WHAT TO WORK ON: Word for word, repeat each record that follows.

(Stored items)
■ ■ ■ ■ ■

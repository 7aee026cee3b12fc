use faer::{Mat, MatRef};
use rand::prelude::*;
use rand_distr::StandardNormal;

use crate::error::{Result, ScError};

const STAGE: &str = "svd";

/// Extra sketch columns of the randomised SVD
const OVERSAMPLING: usize = 10;

/// Power iterations of the randomised SVD
const POWER_ITERATIONS: usize = 2;

////////////////
// Structures //
////////////////

/// Structure for (thin) SVD results
///
/// ### Fields
///
/// * `u` - Left singular vectors (nrow x rank)
/// * `v` - Right singular vectors (ncol x rank)
/// * `s` - Singular values in decreasing order
#[derive(Clone, Debug)]
pub struct SvdResults {
    pub u: Mat<f64>,
    pub v: Mat<f64>,
    pub s: Vec<f64>,
}

impl SvdResults {
    /// Keep only the leading `rank` triplets
    fn truncate(self, rank: usize) -> Self {
        let rank = rank.min(self.s.len());
        Self {
            u: Mat::from_fn(self.u.nrows(), rank, |i, j| self.u[(i, j)]),
            v: Mat::from_fn(self.v.nrows(), rank, |i, j| self.v[(i, j)]),
            s: self.s[..rank].to_vec(),
        }
    }

    /// Fix the sign of every singular vector pair
    ///
    /// The largest absolute entry of each right singular vector is made
    /// positive (the earliest one on ties).
    pub fn fix_signs(mut self) -> Self {
        for j in 0..self.v.ncols() {
            let mut best = 0;
            for i in 1..self.v.nrows() {
                if self.v[(i, j)].abs() > self.v[(best, j)].abs() {
                    best = i;
                }
            }
            if self.v.nrows() > 0 && self.v[(best, j)] < 0.0 {
                for i in 0..self.v.nrows() {
                    self.v[(i, j)] = -self.v[(i, j)];
                }
                for i in 0..self.u.nrows() {
                    self.u[(i, j)] = -self.u[(i, j)];
                }
            }
        }
        self
    }
}

///////////////
// Functions //
///////////////

/// Exact thin SVD, truncated to the leading `rank` components
///
/// ### Params
///
/// * `x` - The matrix to decompose.
/// * `rank` - Number of singular triplets to keep.
///
/// ### Returns
///
/// The `SvdResults`
pub fn exact_svd(x: MatRef<f64>, rank: usize) -> Result<SvdResults> {
    let svd = x
        .thin_svd()
        .map_err(|e| ScError::input(STAGE, format!("SVD did not converge: {:?}", e)))?;

    let res = SvdResults {
        u: svd.U().cloned(),
        v: svd.V().cloned(),
        s: svd.S().column_vector().iter().copied().collect(),
    };

    Ok(res.truncate(rank))
}

/// Range finder of the randomised SVD
///
/// Orthonormal basis for the column space of `x`, sketched with a seeded
/// Gaussian test matrix and sharpened by `POWER_ITERATIONS` rounds of
/// re-orthonormalised power iteration.
fn range_basis(x: MatRef<f64>, width: usize, seed: u64) -> Mat<f64> {
    let mut rng = StdRng::seed_from_u64(seed);
    let sketch = Mat::from_fn(x.ncols(), width, |_, _| rng.sample::<f64, _>(StandardNormal));

    let mut basis = (x * &sketch).qr().compute_thin_Q();
    for _ in 0..POWER_ITERATIONS {
        let projected = (x.transpose() * &basis).qr().compute_thin_Q();
        basis = (x * &projected).qr().compute_thin_Q();
    }
    basis
}

/// Randomised truncated SVD (Halko et al.)
///
/// ### Params
///
/// * `x` - The matrix to decompose.
/// * `rank` - Number of singular triplets to keep.
/// * `seed` - Seed of the Gaussian sketch.
///
/// ### Returns
///
/// The `SvdResults`. The sketch is `rank + OVERSAMPLING` wide (capped by the
/// matrix dimensions).
pub fn randomised_svd(x: MatRef<f64>, rank: usize, seed: u64) -> Result<SvdResults> {
    let width = (rank + OVERSAMPLING).min(x.nrows().min(x.ncols()));
    let basis = range_basis(x, width, seed);

    let small = basis.transpose() * x;
    let svd = small
        .thin_svd()
        .map_err(|e| ScError::input(STAGE, format!("SVD did not converge: {:?}", e)))?;

    let res = SvdResults {
        u: &basis * svd.U(),
        v: svd.V().cloned(),
        s: svd.S().column_vector().iter().copied().collect(),
    };

    Ok(res.truncate(rank))
}

///////////
// Tests //
///////////

#[cfg(test)]
mod tests {
    use super::*;
    use approx::assert_relative_eq;

    fn low_rank_matrix() -> Mat<f64> {
        // rank 2: outer products of two fixed patterns
        Mat::from_fn(30, 8, |i, j| {
            let a = (i as f64 * 0.3).sin();
            let b = (i as f64 * 0.7).cos();
            a * (j as f64 + 1.0) + 0.5 * b * ((j % 3) as f64 - 1.0)
        })
    }

    #[test]
    fn test_exact_svd_reconstructs() {
        let x = low_rank_matrix();
        let res = exact_svd(x.as_ref(), 2).unwrap();
        assert_eq!(res.s.len(), 2);
        for i in 0..x.nrows() {
            for j in 0..x.ncols() {
                let approx: f64 = (0..2).map(|k| res.u[(i, k)] * res.s[k] * res.v[(j, k)]).sum();
                assert_relative_eq!(approx, x[(i, j)], epsilon = 1e-9);
            }
        }
    }

    #[test]
    fn test_randomised_matches_exact() {
        let x = low_rank_matrix();
        let exact = exact_svd(x.as_ref(), 2).unwrap();
        let random = randomised_svd(x.as_ref(), 2, 42).unwrap();
        for k in 0..2 {
            assert_relative_eq!(exact.s[k], random.s[k], max_relative = 1e-8);
        }
    }

    #[test]
    fn test_fix_signs() {
        let x = low_rank_matrix();
        let res = exact_svd(x.as_ref(), 2).unwrap().fix_signs();
        for j in 0..2 {
            let max_entry = (0..res.v.nrows())
                .map(|i| res.v[(i, j)])
                .fold(0.0_f64, |acc, v| if v.abs() > acc.abs() { v } else { acc });
            assert!(max_entry > 0.0);
        }
    }
}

■ ■ ■ ■ ■

RESPONSE:
repository 7aee026cee3b12fc
use faer::{Mat, MatRef};
use rand::prelude::*;
use rand_distr::StandardNormal;

use crate::error::{Result, ScError};

const STAGE: &str = "svd";

/// Extra sketch columns of the randomised SVD
const OVERSAMPLING: usize = 10;

/// Power iterations of the randomised SVD
const POWER_ITERATIONS: usize = 2;

////////////////
// Structures //
////////////////

/// Structure for (thin) SVD results
///
/// ### Fields
///
/// * `u` - Left singular vectors (nrow x rank)
/// * `v` - Right singular vectors (ncol x rank)
/// * `s` - Singular values in decreasing order
#[derive(Clone, Debug)]
pub struct SvdResults {
    pub u: Mat<f64>,
    pub v: Mat<f64>,
    pub s: Vec<f64>,
}

impl SvdResults {
    /// Keep only the leading `rank` triplets
    fn truncate(self, rank: usize) -> Self {
        let rank = rank.min(self.s.len());
        Self {
            u: Mat::from_fn(self.u.nrows(), rank, |i, j| self.u[(i, j)]),
            v: Mat::from_fn(self.v.nrows(), rank, |i, j| self.v[(i, j)]),
            s: self.s[..rank].to_vec(),
        }
    }

    /// Fix the sign of every singular vector pair
    ///
    /// The largest absolute entry of each right singular vector is made
    /// positive (the earliest one on ties).
    pub fn fix_signs(mut self) -> Self {
        for j in 0..self.v.ncols() {
            let mut best = 0;
            for i in 1..self.v.nrows() {
                if self.v[(i, j)].abs() > self.v[(best, j)].abs() {
                    best = i;
                }
            }
            if self.v.nrows() > 0 && self.v[(best, j)] < 0.0 {
                for i in 0..self.v.nrows() {
                    self.v[(i, j)] = -self.v[(i, j)];
                }
                for i in 0..self.u.nrows() {
                    self.u[(i, j)] = -self.u[(i, j)];
                }
            }
        }
        self
    }
}

///////////////
// Functions //
///////////////

/// Exact thin SVD, truncated to the leading `rank` components
///
/// ### Params
///
/// * `x` - The matrix to decompose.
/// * `rank` - Number of singular triplets to keep.
///
/// ### Returns
///
/// The `SvdResults`
pub fn exact_svd(x: MatRef<f64>, rank: usize) -> Result<SvdResults> {
    let svd = x
        .thin_svd()
        .map_err(|e| ScError::input(STAGE, format!("SVD did not converge: {:?}", e)))?;

    let res = SvdResults {
        u: svd.U().cloned(),
        v: svd.V().cloned(),
        s: svd.S().column_vector().iter().copied().collect(),
    };

    Ok(res.truncate(rank))
}

/// Range finder of the randomised SVD
///
/// Orthonormal basis for the column space of `x`, sketched with a seeded
/// Gaussian test matrix and sharpened by `POWER_ITERATIONS` rounds of
/// re-orthonormalised power iteration.
fn range_basis(x: MatRef<f64>, width: usize, seed: u64) -> Mat<f64> {
    let mut rng = StdRng::seed_from_u64(seed);
    let sketch = Mat::from_fn(x.ncols(), width, |_, _| rng.sample::<f64, _>(StandardNormal));

    let mut basis = (x * &sketch).qr().compute_thin_Q();
    for _ in 0..POWER_ITERATIONS {
        let projected = (x.transpose() * &basis).qr().compute_thin_Q();
        basis = (x * &projected).qr().compute_thin_Q();
    }
    basis
}

/// Randomised truncated SVD (Halko et al.)
///
/// ### Params
///
/// * `x` - The matrix to decompose.
/// * `rank` - Number of singular triplets to keep.
/// * `seed` - Seed of the Gaussian sketch.
///
/// ### Returns
///
/// The `SvdResults`. The sketch is `rank + OVERSAMPLING` wide (capped by the
/// matrix dimensions).
pub fn randomised_svd(x: MatRef<f64>, rank: usize, seed: u64) -> Result<SvdResults> {
    let width = (rank + OVERSAMPLING).min(x.nrows().min(x.ncols()));
    let basis = range_basis(x, width, seed);

    let small = basis.transpose() * x;
    let svd = small
        .thin_svd()
        .map_err(|e| ScError::input(STAGE, format!("SVD did not converge: {:?}", e)))?;

    let res = SvdResults {
        u: &basis * svd.U(),
        v: svd.V().cloned(),
        s: svd.S().column_vector().iter().copied().collect(),
    };

    Ok(res.truncate(rank))
}

///////////
// Tests //
///////////

#[cfg(test)]
mod tests {
    use super::*;
    use approx::assert_relative_eq;

    fn low_rank_matrix() -> Mat<f64> {
        // rank 2: outer products of two fixed patterns
        Mat::from_fn(30, 8, |i, j| {
            let a = (i as f64 * 0.3).sin();
            let b = (i as f64 * 0.7).cos();
            a * (j as f64 + 1.0) + 0.5 * b * ((j % 3) as f64 - 1.0)
        })
    }

    #[test]
    fn test_exact_svd_reconstructs() {
        let x = low_rank_matrix();
        let res = exact_svd(x.as_ref(), 2).unwrap();
        assert_eq!(res.s.len(), 2);
        for i in 0..x.nrows() {
            for j in 0..x.ncols() {
                let approx: f64 = (0..2).map(|k| res.u[(i, k)] * res.s[k] * res.v[(j, k)]).sum();
                assert_relative_eq!(approx, x[(i, j)], epsilon = 1e-9);
            }
        }
    }

    #[test]
    fn test_randomised_matches_exact() {
        let x = low_rank_matrix();
        let exact = exact_svd(x.as_ref(), 2).unwrap();
        let random = randomised_svd(x.as_ref(), 2, 42).unwrap();
        for k in 0..2 {
            assert_relative_eq!(exact.s[k], random.s[k], max_relative = 1e-8);
        }
    }

    #[test]
    fn test_fix_signs() {
        let x = low_rank_matrix();
        let res = exact_svd(x.as_ref(), 2).unwrap().fix_signs();
        for j in 0..2 {
            let max_entry = (0..res.v.nrows())
                .map(|i| res.v[(i, j)])
                .fold(0.0_f64, |acc, v| if v.abs() > acc.abs() { v } else { acc });
            assert!(max_entry > 0.0);
        }
    }
}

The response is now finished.